5 Ways To Be A More Sustainable Pet Owner

5 Ways to be a More Sustainable Pet Owner

5 Ways to be a More Sustainable Pet Owner

Have you ever found yourself asking, “Is it environmentally friendly to have a pet?”. Well, with 471 million pet dogs and around 370 million cats already kept as pets, worldwide, some might feel as though there are too many already, particularly when you consider the question of their environmental impact.


Because whilst pets undoubtedly confer innumerable benefits on our daily lives; emotional support, exercise, and routine to name just three; their impact on the environment is less positive. You might be amazed to hear, for instance, that your dog’s environmental impact is considered greater than that of running a family SUV car. 


If you are trying your best to live sustainably, then this may come as a bit of a downer. Fortunately, there are quite a few things you can do to reduce your pet’s carbon paw print and move towards more sustainable pet ownership. Read on to discover 5 different ways you can become a more sustainable pet owner.


1. Buy Sustainable Pet Food

One of the biggest areas your animal is impacting the planet is with the food they eat.  Mostly meat-based, the production of dog food typically requires the use of lots of land, and water and adds to the build-up of greenhouse gases.

Questionable Farm Conditions

A large portion of pet food is made up from using the parts of the animal that don’t go into the human food chain – that’s a good thing, right? Well, if you’re a supporter of animal welfare, then you may be saddened to realise that you might be supporting factory farming processes where animals are kept (and killed) in less-than-ideal conditions.

Using Ethically-Minded Companies

By using an ethically-minded company, you as a pet owner have full traceability of where your pet food’s ingredients came from. This gives you the chance to make an informed decision on the food you are buying for your pet, and the chance to be a more sustainable pet owner, overall, as a result.

Opt for Free-Range Products

Look for brands that are using free-range animals such as wild boar or sustainably-caught tuna approved by the Marine Stewardship Council (MSC).

Swapping from beef to wild boar, for instance, due to their naturally-foraged diet, wild lives, and lack of agriculture reduces the carbon footprint of the meat in your dog’s diet by a staggering 98%.

The other ingredients in pet food, notably cereals and vegetables can also have an impact so check where these are being produced too.

Green Practices

Using an ethically-minded company should also reassure you that the way they manage their company also is geared towards being as environmentally friendly as possible too.  Cycle-to-work schemes, use of green technology, and waste disposal all are seen as good employer practices.


2. Recycle

We buy lots for our pets; whether it’s food, toys, beds, feeding bowls, leads, collars or coats, we tend to spoil them. Where you can, look to buy items with recyclable packaging, or even better, with no packaging whatsoever.

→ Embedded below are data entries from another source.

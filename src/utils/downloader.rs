use std::fs::{self, File};
use std::io::{self, Write};
use std::path::{Path, PathBuf};
use std::process::Command;
use std::time::Duration;

use clap::ValueEnum;
use log::{info, warn};
use reqwest::{
    blocking::Client,
    header::{UPGRADE_INSECURE_REQUESTS, USER_AGENT},
    StatusCode,
};
use thiserror::Error;

const INPUT_FILENAME: &str = ".aria2c-input.txt";

#[derive(Error, Debug)]
pub enum DownloadError {
    #[error("I/O error in {path:?}: {source}")]
    Io { path: PathBuf, source: io::Error },
    #[error("Failed running aria2c: {0}")]
    Spawn(io::Error),
    #[error("aria2c exited with {0}")]
    Aria2c(std::process::ExitStatus),
    #[error("Download of {url} failed: {source}")]
    Http { url: String, source: reqwest::Error },
    #[error("Download of {url} failed with status {status}")]
    Status { url: String, status: StatusCode },
}

#[derive(Debug, Clone, PartialEq, Eq)]
pub struct Download {
    pub url: String,
    pub filename: String,
}

pub trait Downloader {
    fn add(&mut self, download: Download);
    /// Download everything registered so far into `directory`.
    fn run(&mut self, directory: &Path) -> Result<(), DownloadError>;
}

#[derive(Debug, Clone, Copy, PartialEq, Eq, Default, ValueEnum)]
pub enum DownloaderKind {
    #[default]
    Aria2c,
    Http,
}

impl DownloaderKind {
    pub fn build(&self) -> Box<dyn Downloader> {
        match self {
            DownloaderKind::Aria2c => Box::new(Aria2cDownloader::default()),
            DownloaderKind::Http => Box::new(HttpDownloader::default()),
        }
    }
}

/// Hands the downloads to the `aria2c` download accelerator.
#[derive(Debug, Default)]
pub struct Aria2cDownloader {
    downloads: Vec<Download>,
}

impl Aria2cDownloader {
    /// Content of an aria2c input file (`-i`), one url per entry followed by
    /// its indented options.
    pub fn input_file(&self) -> String {
        self.downloads
            .iter()
            .map(|d| format!("{}\n  out={}\n", d.url, d.filename))
            .collect()
    }
}

impl Downloader for Aria2cDownloader {
    fn add(&mut self, download: Download) {
        self.downloads.push(download);
    }

    fn run(&mut self, directory: &Path) -> Result<(), DownloadError> {
        if self.downloads.is_empty() {
            return Ok(());
        }
        let input_path = directory.join(INPUT_FILENAME);
        fs::write(&input_path, self.input_file()).map_err(|source| DownloadError::Io {
            path: input_path.clone(),
            source,
        })?;

        info!("Downloading {} file(s) with aria2c", self.downloads.len());
        let status = Command::new("aria2c")
            .arg("--continue=true")
            .arg("--auto-file-renaming=false")
            .arg("--max-connection-per-server=4")
            .arg("--split=4")
            .arg("-d")
            .arg(directory)
            .arg("-i")
            .arg(&input_path)
            .status();
        if let Err(e) = fs::remove_file(&input_path) {
            warn!("Could not remove {:?}: {}", input_path, e);
        }
        let status = status.map_err(DownloadError::Spawn)?;
        if !status.success() {
            return Err(DownloadError::Aria2c(status));
        }
        self.downloads.clear();
        Ok(())
    }
}

/// Sequential in-process downloads, for machines without aria2c.
#[derive(Debug, Default)]
pub struct HttpDownloader {
    downloads: Vec<Download>,
}

impl HttpDownloader {
    fn download_file(client: &Client, url: &str, file_path: &Path) -> Result<u64, DownloadError> {
        let http_error = |source| DownloadError::Http {
            url: url.to_string(),
            source,
        };
        let mut response = client
            .get(url)
            .header(USER_AGENT, "Mozilla/5.0 (X11; Linux x86_64) AppleWebKit/537.36 (KHTML, like Gecko) Chrome/131.0.0.0 Safari/537.36")
            .header(UPGRADE_INSECURE_REQUESTS, "1")
            .send()
            .map_err(http_error)?;
        if response.status() != StatusCode::OK {
            return Err(DownloadError::Status {
                url: url.to_string(),
                status: response.status(),
            });
        }
        let io_error = |source| DownloadError::Io {
            path: file_path.to_path_buf(),
            source,
        };
        let mut out = File::create(file_path).map_err(io_error)?;
        let n = response.copy_to(&mut out).map_err(http_error)?;
        out.flush().map_err(io_error)?;
        Ok(n)
    }
}

impl Downloader for HttpDownloader {
    fn add(&mut self, download: Download) {
        self.downloads.push(download);
    }

    fn run(&mut self, directory: &Path) -> Result<(), DownloadError> {
        let client = Client::builder()
            .timeout(None::<Duration>)
            .build()
            .map_err(|source| DownloadError::Http {
                url: String::new(),
                source,
            })?;
        for download in &self.downloads {
            let path = directory.join(&download.filename);
            info!("Downloading {} to {:?}", download.url, path);
            let n = HttpDownloader::download_file(&client, &download.url, &path)?;
            info!("downloaded {} bytes", n);
        }
        self.downloads.clear();
        Ok(())
    }
}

Also, look out for items made from recycled materials. Lots of dog toys are made from plastic, but more sustainable materials are bamboo, hemp, and rubber. There are a lot of eco-friendly dog products in the UK and beyond, so shop around and make your cash make a difference. 


You can also join toy swapping sites (we all know that one dog who turns up its nose at that one particular toy) where you can get your pup something for nothing if you have a toy, or two, to swap.


You can also make your own toys from items around the house. The cardboard cylinders from kitchen rolls make excellent treat “hidey holes”, whilst old cotton sweatshirts, when plaited, are great for tug-o-war!


3. Waste Disposal

One of the biggest environmental issues caused by pets (particularly dogs) is their poop. Dogs create a lot of it and the way in which we dispose of it can make a huge difference. The best way to get rid of dog matter is to use compostable poop bags and take it home to compost in your own garden. 


If you use plastic dog poop bags, then they end up in landfill and will never decompose fully. They leach chemicals and microplastics into our soil and eventually water courses, which in turn damages our planet’s ecosystems.


If you use cat litter, then look for a brand that’s using sustainable materials such as corn or other plant-based materials – there are even brands that are using walnut shells as the basis for their kitty litter!


4. Adopt, Don’t Buy

If you’re looking to get a new pet, then consider rehoming your furry friend instead of buying from a breeder. With thousands of dogs and cats in shelters, it’s a much kinder option for the animal (and the planet) to adopt your new four-legged companion.


You can also be sure when adopting a pet, that the charity will have looked after your pet both ethically and responsibly. With so many businesses seeing puppies as a “get rich” option, and with no official regulation, you can’t always be certain that your pet has been bred in the correct manner.  


Charities also try to expand awareness of issues relating to animal cruelty and population growth so by choosing a pet from them, you too can be part of supporting these kinds of initiatives.


5. Walkies 

Think twice before getting in the car to take your dog for a walk. All those short journeys add up and you’ll be amazed at just how much your eco-footprint can be reduced by leaving the car at home.


Even built-up areas can have interesting backwaters and lovely parks to explore. Join a dog walking group in your area, as they’ll have sussed out the best routes to take your dog or puppy.  


Dogs love to sniff and an urban environment is actually extremely enriching for them. If you do want to go into the countryside or visit a beach, look to see if there are pet-friendly public transport options, which are not only more eco-friendly, but also more relaxing for you.


In Conclusion

With more of us owning pets than ever before, it’s never been as important to promote responsible pet ownership, which not only means being a good pet owner, but also ensuring that you’re doing everything possible to protect the environment, too. We’ve highlighted some of the easiest ways you can make a difference, so make that change today!